If you’re part of the majority can you,
Imagine living with the sense that the manifold evils of the lockdowns that we all now know — ripping up centuries-old traditions of freedom, interrupting a generation’s education, hastening the decline into decrepitude for millions of older people, destroying businesses and our health service, dividing families, saddling our economies with debt, fostering fear and alienation, attacking all the best things in life — needn’t have happened for anything like so long, if at all?
And I was sceptical right from the beginning about it needing to happen at all. This seemed clear from what happened aboard the Diamond Princess, which on February 20th, 2020, contained half the known cases of covid globally, outside China. 3,711 passengers and crew (median age of passengers, 69). 712 infections. 13 deaths. Not good, but not the end of the world.
Despite the evidence, then and much more since, that lockdown was A Bad Thing the majority of people still consider it a good thing, with many thinking we didn’t lockdown enough. Extraordinary.
Being in a minority is often challenging, but then I’ve spent my whole life holding to minority positions. I’m a Christian, and an evangelical, generally Calvinistic, one at that.
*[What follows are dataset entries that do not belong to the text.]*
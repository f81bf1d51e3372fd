fn main() {
    // Migration resources are embedded into the binary, so their absence is a
    // packaging error rather than something to discover at upgrade time
    use std::path::Path;
    let resources = Path::new("resources/upgrade/db");
    if !resources.exists() {
        eprintln!("\n❌ ERROR: Upgrade resources not found at 'resources/upgrade/db/'\n");
        eprintln!("The SQL migration scripts must be present before compiling the binary.");
        std::process::exit(1);
    }
    println!("cargo:rerun-if-changed=resources/upgrade");

    // Enables static linking of the vcruntime library on Windows builds
    static_vcruntime::metabuild();
}
pub mod advisory;
pub mod catalog;
pub mod coordinator;
pub mod database;
pub mod executable;
pub mod files;
pub mod prompt;
pub mod workspace;

#[cfg(test)]
pub(crate) mod test_support;

pub use coordinator::{UpgradeCoordinator, UpgradeSettings, UpgradeSources};
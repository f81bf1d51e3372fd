use std::fs;
use std::path::{Path, PathBuf};

use crate::error::UpgradeError;
use crate::version::Version;

const WORKSPACE_PREFIX: &str = "irontest-upgrade-";
const DATABASE_DIR: &str = "database";

/// Scratch directory for one upgrade run.
///
/// The directory is never removed by the upgrade itself: it holds the log
/// file and, for database upgrades, the pre- and post-migration copies of
/// the system database for post-mortem inspection.
#[derive(Debug)]
pub struct Workspace {
    root: PathBuf,
}

/// The `old/database` and `new/database` staging folders.
#[derive(Debug, Clone)]
pub struct StagingDirs {
    pub old_database: PathBuf,
    pub new_database: PathBuf,
}

impl Workspace {
    /// Creates a uniquely named directory under `parent`, or under the system
    /// temp directory when no parent is given.
    pub fn create(parent: Option<&Path>) -> Result<Self, UpgradeError> {
        let mut builder = tempfile::Builder::new();
        builder.prefix(WORKSPACE_PREFIX);
        let temp_dir = match parent {
            Some(parent) => builder
                .tempdir_in(parent)
                .map_err(|e| UpgradeError::resource("Create workspace in", parent, e))?,
            None => builder
                .tempdir()
                .map_err(|e| UpgradeError::resource("Create workspace in", std::env::temp_dir(), e))?,
        };

        Ok(Self {
            root: temp_dir.keep(),
        })
    }

    pub fn root(&self) -> &Path {
        &self.root
    }

    pub fn log_file_path(&self, installed: Option<&Version>, executable: &Version) -> PathBuf {
        self.root.join(log_file_name(installed, executable))
    }

    /// Creates the staging folders on first use. Calling it again returns the
    /// same paths.
    pub fn staging_dirs(&self) -> Result<StagingDirs, UpgradeError> {
        let dirs = StagingDirs {
            old_database: self.root.join("old").join(DATABASE_DIR),
            new_database: self.root.join("new").join(DATABASE_DIR),
        };
        for dir in [&dirs.old_database, &dirs.new_database] {
            fs::create_dir_all(dir).map_err(|e| UpgradeError::resource("Create directory", dir, e))?;
        }
        Ok(dirs)
    }
}

/// `upgrade-from-v<old>-to-v<new>.log`, with `unknown` in place of the old
/// version when it could not be determined.
pub fn log_file_name(installed: Option<&Version>, executable: &Version) -> String {
    match installed {
        Some(installed) => format!("upgrade-from-v{}-to-v{}.log", installed, executable),
        None => format!("upgrade-from-unknown-to-v{}.log", executable),
    }
}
A minority thrice over! A far smaller minority than twelve percent. Twelve percent would look like winning!
Being in a minority is uncomfortable. It feels like being constantly buffeted – of always walking into a strong wind. But, as Andrew wrote a few months before the pandemic, “intransigent minorities” can have incredible power for social change.
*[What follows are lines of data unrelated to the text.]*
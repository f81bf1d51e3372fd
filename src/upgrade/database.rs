use std::fmt;
use std::path::{Path, PathBuf};

use log::{info, Level};
use logging_timer::timer;
use rusqlite::{Connection, OpenFlags};

use crate::error::UpgradeError;
use crate::upgrade::catalog::{MigrationCatalog, MigrationResource};
use crate::version::Version;

const URL_SCHEMES: [&str; 3] = ["jdbc:h2:", "jdbc:sqlite:", "sqlite:"];
const DB_FILE_SUFFIX: &str = ".mv.db";

/// Location of the system database as given on the command line, e.g.
/// `jdbc:h2:./database/irontest;IFEXISTS=TRUE`.
#[derive(Debug, Clone, PartialEq, Eq)]
pub struct DatabaseUrl {
    base_name: String,
}

impl DatabaseUrl {
    pub fn parse(url: &str) -> Result<Self, UpgradeError> {
        // Option lists after ';' don't affect where the file is
        let base = url.split(';').next().unwrap_or_default().trim();
        let path = URL_SCHEMES
            .iter()
            .find_map(|scheme| base.strip_prefix(scheme))
            .unwrap_or(base);
        let base_name = path
            .rsplit(['/', '\\'])
            .next()
            .unwrap_or_default()
            .trim_end_matches(DB_FILE_SUFFIX);

        if base_name.is_empty() {
            return Err(UpgradeError::precondition(format!(
                "database URL '{}' does not name a database file",
                url
            )));
        }

        Ok(Self {
            base_name: base_name.to_owned(),
        })
    }

    /// File name of the database inside `<home>/database/`.
    pub fn file_name(&self) -> String {
        format!("{}{}", self.base_name, DB_FILE_SUFFIX)
    }

    pub fn live_path(&self, home: &Path) -> PathBuf {
        home.join("database").join(self.file_name())
    }
}

#[derive(Clone, Default)]
pub struct Credentials {
    pub user: String,
    pub password: String,
}

impl fmt::Debug for Credentials {
    fn fmt(&self, f: &mut fmt::Formatter<'_>) -> fmt::Result {
        f.debug_struct("Credentials")
            .field("user", &self.user)
            .field("password", &"<redacted>")
            .finish()
    }
}

/// Opens connections to existing system database files.
///
/// SQLite has no user accounts, so credentials are only carried along for
/// logging.
#[derive(Debug, Clone)]
pub struct ConnectionFactory {
    credentials: Credentials,
}

impl ConnectionFactory {
    pub fn new(credentials: Credentials) -> Self {
        Self { credentials }
    }

    /// Opens `path` read-write. Never creates the file: a missing database is
    /// an error, not an empty database.
    pub fn open_existing(&self, path: &Path) -> Result<Connection, UpgradeError> {
        if !path.is_file() {
            return Err(UpgradeError::precondition(format!(
                "database file {} does not exist",
                path.display()
            )));
        }
        let conn = Connection::open_with_flags(
            path,
            OpenFlags::SQLITE_OPEN_READ_WRITE | OpenFlags::SQLITE_OPEN_NO_MUTEX,
        )?;
        log::debug!(
            "Opened {} as user '{}'",
            path.display(),
            self.credentials.user
        );
        Ok(conn)
    }

    /// Reads the single row of the `version` table.
    pub fn read_version(&self, path: &Path) -> Result<Version, UpgradeError> {
        let conn = self.open_existing(path)?;
        let rows: Vec<String> = {
            let mut stmt = conn.prepare("SELECT version FROM version")?;
            let rows = stmt
                .query_map([], |row| row.get(0))?
                .collect::<rusqlite::Result<Vec<String>>>()?;
            rows
        };
        close(conn)?;

        match rows.as_slice() {
            [version] => Version::parse(version),
            _ => Err(UpgradeError::precondition(format!(
                "version table in {} has {} rows, expected exactly one",
                path.display(),
                rows.len()
            ))),
        }
    }
}

fn close(conn: Connection) -> Result<(), UpgradeError> {
    conn.close().map_err(|(_, e)| UpgradeError::DatabaseError(e))
}

/// Applies SQL migration scripts to a staged copy of the system database.
pub struct DatabaseMigrator<'a> {
    catalog: &'a MigrationCatalog<'a>,
    connections: &'a ConnectionFactory,
}

impl<'a> DatabaseMigrator<'a> {
    pub fn new(catalog: &'a MigrationCatalog<'a>, connections: &'a ConnectionFactory) -> Self {
        Self {
            catalog,
            connections,
        }
    }

    /// Runs `scripts` in order, each in its own transaction, then stamps the
    /// version row with `target`. Stops at the first failing script; the
    /// staged file is left as it is for inspection.
    pub fn migrate(
        &self,
        staged_db: &Path,
        scripts: &[MigrationResource],
        target: &Version,
    ) -> Result<(), UpgradeError> {
        let mut conn = self.connections.open_existing(staged_db)?;

        for script in scripts {
            let sql = self.catalog.load(script)?;
            let _tmr = timer!(Level::Debug; "DatabaseMigrator::execute_script", "{}", script.path);

            let tx = conn
                .transaction()
                .map_err(|e| UpgradeError::migration(&script.path, e))?;
            tx.execute_batch(&sql)
                .map_err(|e| UpgradeError::migration(&script.path, e))?;
            tx.commit()
                .map_err(|e| UpgradeError::migration(&script.path, e))?;

            info!(
                "Executed SQL script {} in {}.",
                script.path,
                staged_db.display()
            );
        }

        let tx = conn.transaction()?;
        let updated = tx.execute(
            "UPDATE version SET version = ?1, updated = CURRENT_TIMESTAMP",
            [target.to_string()],
        )?;
        if updated != 1 {
            return Err(UpgradeError::migration(
                "version stamp",
                format!("expected to update exactly one version row, updated {}", updated),
            ));
        }
        tx.commit()?;
        info!("Updated Version to {} in {}.", target, staged_db.display());

        close(conn)
    }
}

#[cfg(test)]
mod tests {
    use super::*;
    use crate::error::ErrorKind;
    use crate::upgrade::catalog::{DirectoryResources, SYSTEM_DB_SCRIPTS};
    use crate::upgrade::test_support::{create_system_db, read_version_row, write_script};
    use crate::version::UpgradeWindow;
    use chrono::{NaiveDateTime, Utc};

    fn v(s: &str) -> Version {
        Version::parse(s).unwrap()
    }

    #[test]
    fn test_url_parsing() {
        let url = DatabaseUrl::parse("jdbc:h2:./database/irontest;IFEXISTS=TRUE;AUTO_SERVER=TRUE").unwrap();
        assert_eq!(url.file_name(), "irontest.mv.db");

        let url = DatabaseUrl::parse(r"jdbc:h2:C:\irontest\database\systemdb").unwrap();
        assert_eq!(url.file_name(), "systemdb.mv.db");

        let url = DatabaseUrl::parse("sqlite:/opt/irontest/database/irontest.mv.db").unwrap();
        assert_eq!(url.file_name(), "irontest.mv.db");
        assert_eq!(
            url.live_path(Path::new("/opt/irontest")),
            Path::new("/opt/irontest/database/irontest.mv.db")
        );
    }

    #[test]
    fn test_url_without_file_rejected() {
        assert!(DatabaseUrl::parse("jdbc:h2:./database/;IFEXISTS=TRUE").is_err());
        assert!(DatabaseUrl::parse("").is_err());
    }

    #[test]
    fn test_credentials_debug_hides_password() {
        let creds = Credentials {
            user: "sa".into(),
            password: "secret".into(),
        };
        let debug = format!("{:?}", creds);
        assert!(debug.contains("sa"));
        assert!(!debug.contains("secret"));
    }

    #[test]
    fn test_open_existing_never_creates() {
        let dir = tempfile::tempdir().unwrap();
        let path = dir.path().join("missing.mv.db");
        let factory = ConnectionFactory::new(Credentials::default());
        assert!(factory.open_existing(&path).is_err());
        assert!(!path.exists());
    }

    #[test]
    fn test_read_version() {
        let dir = tempfile::tempdir().unwrap();
        let path = dir.path().join("irontest.mv.db");
        create_system_db(&path, "1.0.0");
        let factory = ConnectionFactory::new(Credentials::default());
        assert_eq!(factory.read_version(&path).unwrap(), v("1.0.0"));
    }

    #[test]
    fn test_read_version_requires_single_row() {
        let dir = tempfile::tempdir().unwrap();
        let path = dir.path().join("irontest.mv.db");
        create_system_db(&path, "1.0.0");
        let conn = Connection::open(&path).unwrap();
        conn.execute("INSERT INTO version (version) VALUES ('1.1.0')", [])
            .unwrap();
        drop(conn);

        let factory = ConnectionFactory::new(Credentials::default());
        let err = factory.read_version(&path).unwrap_err();
        assert_eq!(err.kind(), ErrorKind::PreconditionFailure);
    }

    #[test]
    fn test_migrate_applies_scripts_in_order_and_stamps_version() {
        let dir = tempfile::tempdir().unwrap();
        let resources_root = dir.path().join("resources");
        write_script(
            &resources_root,
            "SystemDB_1_0_0_To_1_1_0.sql",
            "ALTER TABLE teststep ADD COLUMN description TEXT;",
        );
        write_script(
            &resources_root,
            "SystemDB_1_1_0_To_1_2_0.sql",
            "UPDATE teststep SET description = 'migrated'; CREATE TABLE endpoint (id INTEGER PRIMARY KEY);",
        );
        let db_path = dir.path().join("irontest.mv.db");
        create_system_db(&db_path, "1.0.0");

        let resources = DirectoryResources::new(&resources_root);
        let catalog = MigrationCatalog::new(&resources);
        let window = UpgradeWindow::new(v("1.0.0"), v("1.2.0")).unwrap();
        let scripts = catalog
            .applicable_migrations(&window, &SYSTEM_DB_SCRIPTS)
            .unwrap();
        let factory = ConnectionFactory::new(Credentials::default());

        let started = Utc::now().naive_utc() - chrono::Duration::seconds(1);
        DatabaseMigrator::new(&catalog, &factory)
            .migrate(&db_path, &scripts, &v("1.2.0"))
            .unwrap();

        let (version, updated) = read_version_row(&db_path);
        assert_eq!(version, "1.2.0");
        let updated = NaiveDateTime::parse_from_str(&updated, "%Y-%m-%d %H:%M:%S").unwrap();
        assert!(updated >= started);

        let conn = Connection::open(&db_path).unwrap();
        let description: String = conn
            .query_row("SELECT description FROM teststep LIMIT 1", [], |row| row.get(0))
            .unwrap();
        assert_eq!(description, "migrated");
    }

    #[test]
    fn test_failing_script_rolls_back_its_transaction() {
        let dir = tempfile::tempdir().unwrap();
        let resources_root = dir.path().join("resources");
        write_script(
            &resources_root,
            "SystemDB_1_0_0_To_1_1_0.sql",
            "CREATE TABLE dataset (id INTEGER PRIMARY KEY); INSERT INTO no_such_table VALUES (1);",
        );
        let db_path = dir.path().join("irontest.mv.db");
        create_system_db(&db_path, "1.0.0");

        let resources = DirectoryResources::new(&resources_root);
        let catalog = MigrationCatalog::new(&resources);
        let window = UpgradeWindow::new(v("1.0.0"), v("1.1.0")).unwrap();
        let scripts = catalog
            .applicable_migrations(&window, &SYSTEM_DB_SCRIPTS)
            .unwrap();
        let factory = ConnectionFactory::new(Credentials::default());

        let err = DatabaseMigrator::new(&catalog, &factory)
            .migrate(&db_path, &scripts, &v("1.1.0"))
            .unwrap_err();
        assert_eq!(err.kind(), ErrorKind::MigrationFailure);
        assert!(err.to_string().contains("SystemDB_1_0_0_To_1_1_0.sql"));

        let conn = Connection::open(&db_path).unwrap();
        let tables: i64 = conn
            .query_row(
                "SELECT count(*) FROM sqlite_master WHERE type='table' AND name='dataset'",
                [],
                |row| row.get(0),
            )
            .unwrap();
        assert_eq!(tables, 0);
        drop(conn);
        assert_eq!(read_version_row(&db_path).0, "1.0.0");
    }

    #[test]
    fn test_missing_version_row_is_migration_failure() {
        let dir = tempfile::tempdir().unwrap();
        let db_path = dir.path().join("irontest.mv.db");
        create_system_db(&db_path, "1.0.0");
        Connection::open(&db_path)
            .unwrap()
            .execute("DELETE FROM version", [])
            .unwrap();

        let resources = DirectoryResources::new(dir.path().join("resources"));
        let catalog = MigrationCatalog::new(&resources);
        let factory = ConnectionFactory::new(Credentials::default());
        let err = DatabaseMigrator::new(&catalog, &factory)
            .migrate(&db_path, &[], &v("1.1.0"))
            .unwrap_err();
        assert_eq!(err.kind(), ErrorKind::MigrationFailure);
    }
}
I tried not to be too intransigent about lockdowns (though some readers of Think thought me too intransigent by far). I was pastoring a church in which most of our members agreed with the general lockdown narrative: it was more important for me to pastor them than to precipitate divisions. I would contend that those of us who were sceptical read the data and projected the outcomes more sensibly than the lockdown zealots, but no one really knew how the pandemic would pan out, or what effect non-pharmaceutical interventions would have.
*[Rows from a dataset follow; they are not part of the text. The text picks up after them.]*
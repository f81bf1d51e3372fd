//! Builders for throwaway installations used across the upgrade tests.

use std::fs;
use std::path::{Path, PathBuf};

use rusqlite::Connection;
use tempfile::TempDir;

pub fn create_system_db(path: &Path, version: &str) {
    if let Some(parent) = path.parent() {
        fs::create_dir_all(parent).unwrap();
    }
    let conn = Connection::open(path).unwrap();
    conn.execute_batch(
        "CREATE TABLE version (version TEXT NOT NULL, updated TIMESTAMP);
         CREATE TABLE teststep (id INTEGER PRIMARY KEY, name TEXT NOT NULL);
         INSERT INTO teststep (name) VALUES ('Invoke SOAP endpoint');",
    )
    .unwrap();
    conn.execute(
        "INSERT INTO version (version, updated) VALUES (?1, '2020-01-01 00:00:00')",
        [version],
    )
    .unwrap();
}

/// Returns `(version, updated)` from the version table.
pub fn read_version_row(path: &Path) -> (String, String) {
    let conn = Connection::open(path).unwrap();
    conn.query_row("SELECT version, updated FROM version", [], |row| {
        Ok((row.get(0)?, row.get(1)?))
    })
    .unwrap()
}

/// Writes `db/<name>` under a resource tree root.
pub fn write_script(resources_root: &Path, name: &str, sql: &str) {
    let dir = resources_root.join("db");
    fs::create_dir_all(&dir).unwrap();
    fs::write(dir.join(name), sql).unwrap();
}

/// An installation directory, a distribution directory next to it, a
/// resource tree and a parent for workspaces, all under one temp dir.
pub struct Installation {
    _dir: TempDir,
    pub home: PathBuf,
    pub dist: PathBuf,
    pub resources: PathBuf,
    pub workspaces: PathBuf,
}

pub const DB_URL: &str = "jdbc:h2:./database/irontest;IFEXISTS=TRUE";

impl Installation {
    /// Installation at `installed` with its executable, a distribution holding
    /// the `executable` artefact, and an empty resource tree.
    pub fn new(installed: &str, executable: &str) -> Self {
        let dir = tempfile::tempdir().unwrap();
        let home = dir.path().join("irontest");
        let dist = dir.path().join("dist");
        let resources = dir.path().join("resources");
        let workspaces = dir.path().join("workspaces");
        for d in [&home, &dist, &resources, &workspaces] {
            fs::create_dir_all(d).unwrap();
        }

        create_system_db(&home.join("database").join("irontest.mv.db"), installed);
        fs::write(
            home.join(format!("irontest-{}.jar", installed)),
            format!("jar {}", installed),
        )
        .unwrap();
        fs::write(
            dist.join(format!("irontest-{}.jar", executable)),
            format!("jar {}", executable),
        )
        .unwrap();

        Self {
            _dir: dir,
            home,
            dist,
            resources,
            workspaces,
        }
    }

    pub fn live_db(&self) -> PathBuf {
        self.home.join("database").join("irontest.mv.db")
    }

    pub fn jars(&self) -> Vec<String> {
        let mut jars: Vec<String> = fs::read_dir(&self.home)
            .unwrap()
            .map(|e| e.unwrap().file_name().to_string_lossy().into_owned())
            .filter(|name| name.starts_with("irontest-") && name.ends_with(".jar"))
            .collect();
        jars.sort();
        jars
    }

    pub fn workspace_roots(&self) -> Vec<PathBuf> {
        fs::read_dir(&self.workspaces)
            .unwrap()
            .map(|e| e.unwrap().path())
            .collect()
    }
}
But I do want to be intransigent about my spiritual convictions. I don’t want to look back at the end of my life knowing I conceded ground where I should have stood firm. What happened during the pandemic was hugely important – people either died or didn’t because of the measures that were taken – but it wasn’t ultimate. The gospel of Jesus Christ is ultimate. It is the good news for all peoples. Believing that makes life uncomfortable at times but I’m happy to walk into that wind, believing the power of the gospel to change lives. Number me amongst the intransigent minority!